Question

Define electromotive force of a cell.

Hint:

Remember the measurement rule: Open-circuit voltmeter reading at the terminals gives emf (\(I=0 $\Rightarrow$ V_{\text{terminal}}=\mathcal{E}\)). Under load, use \(V_{\text{terminal}}=\mathcal{E}-Ir\).

Answer 1

Core definition.
The electromotive force (emf) \(\mathcal{E}\) of a cell is the work done by the cell's non-electrostatic (chemical) forces in moving unit positive charge once around the entire circuit (including the cell's interior).
Mathematically, \[ \mathcal{E} = \frac{W}{Q} \] where \(W\) is the work performed by the cell on charge \(Q\).

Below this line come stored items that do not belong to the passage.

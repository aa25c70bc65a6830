// crates/muninn-server/src/db/sessions.rs
// Session rows. Invariant: at most one session per project with
// ended_at IS NULL at any instant.

use crate::args;
use crate::store::Store;
use anyhow::Result;

#[derive(Debug, Clone)]
pub struct SessionInfo {
    pub id: i64,
    pub project_id: i64,
    pub session_number: i64,
    pub started_at: String,
    pub ended_at: Option<String>,
    pub goal: Option<String>,
    pub success: Option<i64>,
}

fn session_from_row(row: &crate::store::Row) -> Result<SessionInfo> {
    Ok(SessionInfo {
        id: row.get(0)?,
        project_id: row.get(1)?,
        session_number: row.get(2)?,
        started_at: row.get(3)?,
        ended_at: row.get(4)?,
        goal: row.get(5)?,
        success: row.get(6)?,
    })
}

const SESSION_COLUMNS: &str =
    "id, project_id, session_number, started_at, ended_at, goal, success";

/// The open session for a project, if any.
pub async fn current_session(store: &Store, project_id: i64) -> Result<Option<SessionInfo>> {
    let row = store
        .get(
            &format!(
                "SELECT {SESSION_COLUMNS} FROM sessions
                 WHERE project_id = ?1 AND ended_at IS NULL
                 ORDER BY id DESC LIMIT 1"
            ),
            args![project_id],
        )
        .await?;
    row.as_ref().map(session_from_row).transpose()
}

pub async fn session_by_id(store: &Store, session_id: i64) -> Result<Option<SessionInfo>> {
    let row = store
        .get(
            &format!("SELECT {SESSION_COLUMNS} FROM sessions WHERE id = ?1"),
            args![session_id],
        )
        .await?;
    row.as_ref().map(session_from_row).transpose()
}

/// Open a session, reusing the existing open one to preserve the
/// single-open-session invariant.
pub async fn open_session(store: &Store, project_id: i64, goal: &str) -> Result<SessionInfo> {
    if let Some(open) = current_session(store, project_id).await? {
        return Ok(open);
    }

    let number: i64 = store
        .get(
            "SELECT COALESCE(MAX(session_number), 0) + 1 FROM sessions WHERE project_id = ?1",
            args![project_id],
        )
        .await?
        .map(|r| r.get(0))
        .transpose()?
        .unwrap_or(1);

    let result = store
        .run(
            "INSERT INTO sessions (project_id, session_number, goal) VALUES (?1, ?2, ?3)",
            args![project_id, number, goal],
        )
        .await?;

    Ok(SessionInfo {
        id: result.last_insert_id,
        project_id,
        session_number: number,
        started_at: String::new(),
        ended_at: None,
        goal: Some(goal.to_string()),
        success: None,
    })
}

/// Close a session with its inferred outcome.
pub async fn close_session(
    store: &Store,
    session_id: i64,
    outcome: &str,
    success: i64,
) -> Result<()> {
    store
        .run(
            "UPDATE sessions SET ended_at = CURRENT_TIMESTAMP, outcome = ?2, success = ?3
             WHERE id = ?1 AND ended_at IS NULL",
            args![session_id, outcome, success],
        )
        .await?;
    Ok(())
}

/// Total sessions recorded for a project (used for every-Nth-session jobs).
pub async fn count_sessions(store: &Store, project_id: i64) -> Result<i64> {
    Ok(store
        .get(
            "SELECT COUNT(*) FROM sessions WHERE project_id = ?1",
            args![project_id],
        )
        .await?
        .map(|r| r.get(0))
        .transpose()?
        .unwrap_or(0))
}

#[cfg(test)]
mod tests {
    use super::*;
    use crate::db::get_or_create_project;

    #[tokio::test]
    async fn test_single_open_session_invariant() {
        let store = Store::open_in_memory().await.unwrap();
        let project = get_or_create_project(&store, "/p", None).await.unwrap();

        let first = open_session(&store, project.id, "Auto-started session").await.unwrap();
        let second = open_session(&store, project.id, "another goal").await.unwrap();
        assert_eq!(first.id, second.id, "open_session must reuse the open session");

        close_session(&store, first.id, "done", 2).await.unwrap();
        let third = open_session(&store, project.id, "Auto-started session").await.unwrap();
        assert_ne!(first.id, third.id);
        assert_eq!(third.session_number, 2);
    }

    #[tokio::test]
    async fn test_close_is_idempotent() {
        let store = Store::open_in_memory().await.unwrap();
        let project = get_or_create_project(&store, "/p", None).await.unwrap();
        let session = open_session(&store, project.id, "g").await.unwrap();

        close_session(&store, session.id, "done", 1).await.unwrap();
        close_session(&store, session.id, "done again", 0).await.unwrap();

        let closed = session_by_id(&store, session.id).await.unwrap().unwrap();
        assert_eq!(closed.success, Some(1), "second close must not overwrite");
    }
}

Its SI unit is the volt (V) \((= \text{J·C}^{-1})\).
Physical interpretation.
Inside the cell, chemical reactions separate charges against the internal electric field. This "source" work per unit charge is the emf. When no current flows (open circuit), the terminal potential difference equals \(\mathcal{E}\).
Circuit relation (with internal resistance).
If the cell has internal resistance \(r\) and supplies a current \(I\) to an external circuit of resistance \(R\), then the terminal voltage is \[ V_{\text{terminal}} = \mathcal{E} - I r $\Rightarrow$ \mathcal{E} = IR + Ir = I(R+r). \] Thus \(\mathcal{E}\) represents the "total available push" per unit charge; a portion \(Ir\) is lost inside the cell.
Integral form (general).
More generally, for any source, \[ \mathcal{E} = \oint \frac{\vec{f}_{\text{non-elec}}}{q}\cdot d\vec{\ell}, \] the line integral of the non-electrostatic force per unit charge around the loop (chemical, mechanical, photovoltaic, etc.).
Key properties.
\(\mathcal{E}\) is independent of load in the ideal (no internal resistance) case; real cells show a drop in terminal voltage under load due to \(r\).
Dimensions: \([\mathcal{E}] = \text{J·C}^{-1} = \text{kg·m}^2\text{·s}^{-3}\text{·A}^{-1}\) (volt).